Barman in tier 2 urges drinkers to ‘only go to the pub if they’re hungry’ after being forced to bin three untouched meals left by customers who just wanted beer
- Will Dalrymple shared a tweet showing three plates of food that had to be binned
- Pub-goers in tier 2 areas must order a ‘substantial’ meal in order to have a drink
- Will urged people to only go for drink if they’re hungry, branding waste ‘obscene’
- Do you have examples of food waste to share? Email [email protected]
A barman is urging drinkers to only go to the pub if they’re hungry after being forced to throw out plates of untouched food.
Will Dalrymple, from Sheffield, shared a photo of three wasted meals abandoned by customers who ‘only wanted two Morettis each’ on Twitter at the weekend.
Under the government’s latest three tier system of rules to protect against the spread of coronavirus, bars and pubs in tier 2 areas must close to the public unless they are operating as restaurants.
This means alcohol can only be served on the premises alongside a ‘substantial meal’.
Appalled Will shared a photo of three wasted meals abandoned by customers who ‘only wanted two Morettis each’ on Twitter at the weekend
Barman Will Dalrymple, from Sheffield, is urging drinkers to only go to the pub if they’re hungry after being forced to throw out plates of untouched food
Will explained that the sandwiches, side salads and bowls of chips had to go in the bin because the trio came in purely for beer.
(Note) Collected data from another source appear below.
use serde::{Deserialize, Serialize};
use std::env;
use tracing::{debug, error, info, warn};

use crate::config::ConfigError;

/// Redis settings for the revoked-session store.
#[derive(Debug, Clone, Serialize, Deserialize)]
pub struct RedisConfig {
    pub host: String,
    pub port: u16,
    pub username: Option<String>,
    pub password: Option<String>,
    pub database: u8,
    pub connection_timeout_secs: u64,
    pub use_tls: bool,
    /// Prepended to every revoked token id.
    pub key_prefix: String,
}

impl RedisConfig {
    /// Load Redis configuration from environment variables
    ///
    /// Expected environment variables:
    /// - REDIS_HOST: Redis server host (required)
    /// - REDIS_PORT: Redis server port (defaults to 6379)
    /// - REDIS_USERNAME / REDIS_PASSWORD: optional credentials
    /// - REDIS_DATABASE: Database number (defaults to 0)
    /// - REDIS_CONNECTION_TIMEOUT: Connection timeout in seconds (defaults to 5)
    /// - REDIS_USE_TLS: Whether to use TLS/SSL (defaults to false)
    /// - REDIS_KEY_PREFIX: key namespace (defaults to "admin:revoked:")
    pub fn from_env() -> Result<Self, ConfigError> {
        info!("Loading Redis configuration from environment variables");

        let host = env::var("REDIS_HOST").map_err(|_| {
            error!("REDIS_HOST environment variable not found");
            ConfigError::EnvVarNotFound("REDIS_HOST".to_string())
        })?;
        debug!("Redis host: {}", host);

        let port = env::var("REDIS_PORT")
            .unwrap_or_else(|_| {
                warn!("REDIS_PORT not set, using default: 6379");
                "6379".to_string()
            })
            .parse()
            .map_err(|e| {
                error!("Invalid REDIS_PORT value: {}", e);
                ConfigError::InvalidValue(format!("Invalid port: {}", e))
            })?;

        let username = env::var("REDIS_USERNAME").ok();
        let password = env::var("REDIS_PASSWORD").ok();
        if password.is_some() {
            debug!("Redis password provided");
        }

        let database = env::var("REDIS_DATABASE")
            .unwrap_or_else(|_| "0".to_string())
            .parse()
            .map_err(|e| {
                error!("Invalid REDIS_DATABASE value: {}", e);
                ConfigError::InvalidValue(format!("Invalid database: {}", e))
            })?;

        let connection_timeout_secs = env::var("REDIS_CONNECTION_TIMEOUT")
            .unwrap_or_else(|_| {
                warn!("REDIS_CONNECTION_TIMEOUT not set, using default: 5");
                "5".to_string()
            })
            .parse()
            .map_err(|e| {
                error!("Invalid REDIS_CONNECTION_TIMEOUT value: {}", e);
                ConfigError::InvalidValue(format!("Invalid connection timeout: {}", e))
            })?;

        let use_tls = env::var("REDIS_USE_TLS")
            .unwrap_or_else(|_| "false".to_string())
            .parse()
            .unwrap_or_else(|_| {
                warn!("Invalid REDIS_USE_TLS value, defaulting to false");
                false
            });

        let key_prefix = env::var("REDIS_KEY_PREFIX").unwrap_or_else(|_| "admin:revoked:".to_string());
        debug!("Redis key prefix: {}", key_prefix);

        let config = Self {
            host,
            port,
            username,
            password,
            database,
            connection_timeout_secs,
            use_tls,
            key_prefix,
        };

        config.validate()?;
        info!("Redis configuration loaded successfully");
        Ok(config)
    }

    /// Validate the configuration
    pub fn validate(&self) -> Result<(), ConfigError> {
        if self.host.is_empty() {
            error!("Redis host is empty");
            return Err(ConfigError::ValidationError("Host cannot be empty".to_string()));
        }
        if self.port == 0 {
            return Err(ConfigError::ValidationError("Port must be greater than 0".to_string()));
        }
        if self.database > 15 {
            warn!("Redis database number is high: {} (Redis default max is 15)", self.database);
        }
        if self.connection_timeout_secs == 0 {
            return Err(ConfigError::ValidationError("Connection timeout must be greater than 0".to_string()));
        }
        if self.key_prefix.is_empty() {
            return Err(ConfigError::ValidationError("Key prefix cannot be empty".to_string()));
        }
        Ok(())
    }

    /// Get the Redis connection URL
    pub fn get_connection_url(&self) -> String {
        let protocol = if self.use_tls { "rediss" } else { "redis" };

        let auth_part = match (&self.username, &self.password) {
            (Some(username), Some(password)) => format!("{}:{}@", username, password),
            (None, Some(password)) => format!(":{}@", password),
            _ => String::new(),
        };

        format!("{}://{}{}:{}/{}", protocol, auth_part, self.host, self.port, self.database)
    }
}

impl Default for RedisConfig {
    fn default() -> Self {
        Self {
            host: "localhost".to_string(),
            port: 6379,
            username: None,
            password: None,
            database: 0,
            connection_timeout_secs: 5,
            use_tls: false,
            key_prefix: "admin:revoked:".to_string(),
        }
    }
}

#[cfg(test)]
mod tests {
    use super::*;

    #[test]
    fn test_connection_url_without_auth() {
        let config = RedisConfig::default();
        assert_eq!(config.get_connection_url(), "redis://localhost:6379/0");
    }

    #[test]
    fn test_connection_url_with_password_and_tls() {
        let mut config = RedisConfig::default();
        config.password = Some("secret".to_string());
        config.use_tls = true;
        assert_eq!(config.get_connection_url(), "rediss://:secret@localhost:6379/0");
    }

    #[test]
    fn test_validate_empty_prefix() {
        let mut config = RedisConfig::default();
        config.key_prefix.clear();
        assert!(config.validate().is_err());
    }
}
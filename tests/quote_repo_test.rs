mod common;

use admin_panel_backend::dto::quote_dto::{QuoteFilter, QuoteQuery, StatusFilter, PAGE_SIZE};
use admin_panel_backend::model::quote::NewQuote;
use admin_panel_backend::model::quote_status::{QuoteStatus, StatusValue};
use admin_panel_backend::repository::quote_repo::{InMemoryQuoteRepository, QuoteRepository};
use admin_panel_backend::repository::repository_error::RepositoryError;
use chrono::{NaiveDate, Utc};
use common::{at, quote, quotes};

fn query(page: u64, filter: QuoteFilter) -> QuoteQuery {
    QuoteQuery { page, filter }
}

#[tokio::test]
async fn test_pages_are_windows_of_ten_newest_first() {
    let repo = InMemoryQuoteRepository::with_quotes(quotes(23, &[QuoteStatus::Pending]));

    let mut seen = Vec::new();
    for page in 1..=3 {
        let (rows, total) = repo.find_page(&query(page, QuoteFilter::default())).await.unwrap();
        assert_eq!(total, 23);
        let expected = (23 - (page - 1) * PAGE_SIZE).min(PAGE_SIZE) as usize;
        assert_eq!(rows.len(), expected);
        assert!(rows.windows(2).all(|w| w[0].created_at >= w[1].created_at));
        seen.extend(rows.into_iter().map(|q| q.id));
    }
    assert_eq!(seen.first().map(String::as_str), Some("q22"));
    seen.sort();
    seen.dedup();
    assert_eq!(seen.len(), 23);

    let (beyond, total) = repo.find_page(&query(4, QuoteFilter::default())).await.unwrap();
    assert!(beyond.is_empty());
    assert_eq!(total, 23);
}

#[tokio::test]
async fn test_status_filter_counts_only_matching_rows() {
    // 15 quotes, 6 of them pending
    let mut rows = quotes(15, &[QuoteStatus::Approved]);
    for q in rows.iter_mut().step_by(2).take(6) {
        q.status = StatusValue::Known(QuoteStatus::Pending);
    }
    let repo = InMemoryQuoteRepository::with_quotes(rows);
    let filter = QuoteFilter { status: StatusFilter::Only(QuoteStatus::Pending), ..QuoteFilter::default() };

    let (page, total) = repo.find_page(&query(1, filter)).await.unwrap();
    assert_eq!(total, 6);
    assert_eq!(page.len(), 6);
    assert!(page.iter().all(|q| q.status == StatusValue::Known(QuoteStatus::Pending)));
}

#[tokio::test]
async fn test_search_is_case_insensitive_across_contact_fields() {
    let mut smith = quote("smith", QuoteStatus::Pending, at(2025, 1, 2, 10, 0));
    smith.customer_last_name = "Smith".to_string();
    let mut by_phone = quote("phone", QuoteStatus::Pending, at(2025, 1, 3, 10, 0));
    by_phone.customer_phone = "07700 900123".to_string();
    let other = quote("other", QuoteStatus::Pending, at(2025, 1, 4, 10, 0));
    let repo = InMemoryQuoteRepository::with_quotes(vec![smith, by_phone, other]);

    for term in ["SMITH", "smith", "mIt"] {
        let filter = QuoteFilter { search: Some(term.to_string()), ..QuoteFilter::default() };
        let (rows, total) = repo.find_page(&query(1, filter)).await.unwrap();
        assert_eq!(total, 1, "term {}", term);
        assert_eq!(rows[0].id, "smith");
    }

    let filter = QuoteFilter { search: Some("900123".to_string()), ..QuoteFilter::default() };
    let (rows, _) = repo.find_page(&query(1, filter)).await.unwrap();
    assert_eq!(rows[0].id, "phone");

    let filter = QuoteFilter { search: Some("PHONE@EXAMPLE".to_string()), ..QuoteFilter::default() };
    let (rows, _) = repo.find_page(&query(1, filter)).await.unwrap();
    assert_eq!(rows[0].id, "phone");
}

#[tokio::test]
async fn test_date_range_is_inclusive_of_both_days() {
    let repo = InMemoryQuoteRepository::with_quotes(vec![
        quote("before", QuoteStatus::Pending, at(2024, 12, 31, 23, 59)),
        quote("first", QuoteStatus::Pending, at(2025, 1, 1, 0, 0)),
        quote("last", QuoteStatus::Pending, at(2025, 1, 31, 23, 59)),
        quote("after", QuoteStatus::Pending, at(2025, 2, 1, 0, 0)),
    ]);
    let filter = QuoteFilter {
        date_start: NaiveDate::from_ymd_opt(2025, 1, 1),
        date_end: NaiveDate::from_ymd_opt(2025, 1, 31),
        ..QuoteFilter::default()
    };
    let (rows, total) = repo.find_page(&query(1, filter)).await.unwrap();
    assert_eq!(total, 2);
    let ids: Vec<&str> = rows.iter().map(|q| q.id.as_str()).collect();
    assert_eq!(ids, vec!["last", "first"]);
}

#[tokio::test]
async fn test_filters_combine_with_and() {
    let mut a = quote("a", QuoteStatus::Approved, at(2025, 3, 1, 12, 0));
    a.customer_first_name = "Alice".to_string();
    let mut b = quote("b", QuoteStatus::Pending, at(2025, 3, 1, 12, 0));
    b.customer_first_name = "Alice".to_string();
    let repo = InMemoryQuoteRepository::with_quotes(vec![a, b]);
    let filter = QuoteFilter {
        status: StatusFilter::Only(QuoteStatus::Approved),
        search: Some("alice".to_string()),
        ..QuoteFilter::default()
    };
    let (rows, total) = repo.find_page(&query(1, filter)).await.unwrap();
    assert_eq!(total, 1);
    assert_eq!(rows[0].id, "a");
}

#[tokio::test]
async fn test_update_and_delete_report_missing_rows() {
    let repo = InMemoryQuoteRepository::with_quotes(vec![quote("a", QuoteStatus::Pending, at(2025, 1, 1, 0, 0))]);

    let now = Utc::now();
    repo.update_status("a", QuoteStatus::OnHold, now).await.unwrap();
    let updated = repo.get_by_id("a").await.unwrap();
    assert_eq!(updated.status, StatusValue::Known(QuoteStatus::OnHold));
    assert_eq!(updated.updated_at, now);

    assert!(matches!(
        repo.update_status("missing", QuoteStatus::OnHold, now).await,
        Err(RepositoryError::NotFound(_))
    ));

    let deleted = repo.delete_returning("a").await.unwrap();
    assert_eq!(deleted.status, StatusValue::Known(QuoteStatus::OnHold));
    assert!(matches!(repo.delete_returning("a").await, Err(RepositoryError::NotFound(_))));
    assert!(repo.list_statuses().await.unwrap().is_empty());
}

#[tokio::test]
async fn test_insert_assigns_ids_and_increasing_case_ids() {
    let repo = InMemoryQuoteRepository::new();
    let first = repo.insert(NewQuote::default()).await.unwrap();
    let second = repo.insert(NewQuote::default()).await.unwrap();
    assert_ne!(first.id, second.id);
    assert_eq!(second.case_id, first.case_id + 1);
    assert_eq!(first.status, StatusValue::Known(QuoteStatus::Pending));
}
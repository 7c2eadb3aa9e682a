pub mod catalog_repo;
pub mod product_repo;
pub mod quote_repo;
pub mod repository_error;
pub mod supplier_repo;
pub mod user_repo;

use mongodb::options::{ClientOptions, Credential, ResolverConfig};
use mongodb::{Client, Database};
use tracing::info;

use crate::config::mongo_conf::MongoConfig;

/// Opens the client described by `config` and returns its database handle.
pub async fn connect(config: &MongoConfig) -> Result<Database, mongodb::error::Error> {
    let mut client_options =
        ClientOptions::parse_with_resolver_config(&config.uri, ResolverConfig::cloudflare()).await?;
    client_options.app_name = Some("AdminPanelBackend".to_string());
    client_options.max_pool_size = Some(config.pool_size);
    client_options.connect_timeout = Some(std::time::Duration::from_secs(config.connection_timeout_secs));

    if let (Some(username), Some(password)) = (&config.username, &config.password) {
        client_options.credential = Some(
            Credential::builder()
                .username(username.clone())
                .password(password.clone())
                .build(),
        );
    }

    let client = Client::with_options(client_options)?;
    info!(database = %config.database, "MongoDB client created");
    Ok(client.database(&config.database))
}
pub mod admin_user_conf;
pub mod app_conf;
pub mod jwt_conf;
pub mod minio_conf;
pub mod mongo_conf;
pub mod redis_conf;

pub use admin_user_conf::AdminUserConfig;
pub use app_conf::{AppConfig, StorageBackend};
pub use jwt_conf::JwtConfig;
pub use minio_conf::MinioConfig;
pub use mongo_conf::MongoConfig;
pub use redis_conf::RedisConfig;

/// Common configuration error type
#[derive(Debug, thiserror::Error)]
pub enum ConfigError {
    #[error("Environment variable not found: {0}")]
    EnvVarNotFound(String),

    #[error("Invalid configuration value: {0}")]
    InvalidValue(String),

    #[error("Validation error: {0}")]
    ValidationError(String),
}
He added: ‘With everything in the news about people relying on food banks and free school meals, this is utterly obscene.’
In a series of tweets, he said: ‘If you’re desperate to go to/support a pub, go when you’re hungry.’
Acknowledging that the new rules are ‘confusing’, he went on: ‘Aside from the APPALLING food waste I’ve witnessed over the last two days (scraping whole meals, untouched, into the bin because the people who bought them fancied one pint before catching the train home).
‘You really should be actually eating in order to be able to enjoy alcoholic drinks.
In a series of tweets, Will said: ‘If you’re desperate to go to/support a pub, go when you’re hungry’
‘While I can sort of see the rationale behind the rules, they’re horribly vague and put bar staff in a difficult position. Each pub will interpret the rules differently. Accept it.’
The barman, who didn’t reveal the establishment where he works, also urged punters not to put pressure on staff to bend the rules – and to stay calm and reasonable when restrictions are enforced.
His tweet sparked dozens of comments, with a number suggesting Will’s pub package up the unwanted food and give it to a homeless charity.
However Will and other commentators explained this is not possible as the food is meant to be consumed on the premises and could be contaminated.
Will’s tweet sparked dozens of comments, with a number suggesting Will’s pub package up the unwanted food and give it to a homeless charity – however Will and other commentators explained this is not possible as the food is meant to be consumed on the premises and could be contaminated
What can you do in a pub in each tier?
- Tier 1 – Pubs are open for alcohol or food with people from different households allowed to sit together.
- Tier 2 – Pubs can only serve alcohol with a ‘substantial meal’. People from different households can only sit together outside, and must follow the ‘rule of six’. Those sitting inside the pub at the same table must be from the same household.
- Tier 3 – Pubs are closed for everything but takeaway.
Landlords accused the Government of providing ‘no clarity’ on the substantial meal rule.
A substantial meal is defined by the Government as a ‘full breakfast, main lunchtime or evening meal’ – with Communities Secretary Robert Jenrick claiming a pasty on its own doesn’t count, but when served with chips and salad it does, and environment secretary George Eustice suggesting a scotch egg is sufficient.
Toby Perkins, Labour MP for Chesterfield, said: ‘It’s not entirely clear if you had a sausage roll with a bowl of chips, would that be substantial? I’m not clear on that.’
Some pub owners have got creative to get around the new rules, with one adding boiling water to instant dishes and serving them as ‘substantial’ meals.
In response to people who were critical of his post, Will added: ‘Just to say, I completely understand people’s frustration at the rules and I’m as grateful for and welcoming to customers as I ever was.
‘However, hospitality workers have no choice but to enforce the rules.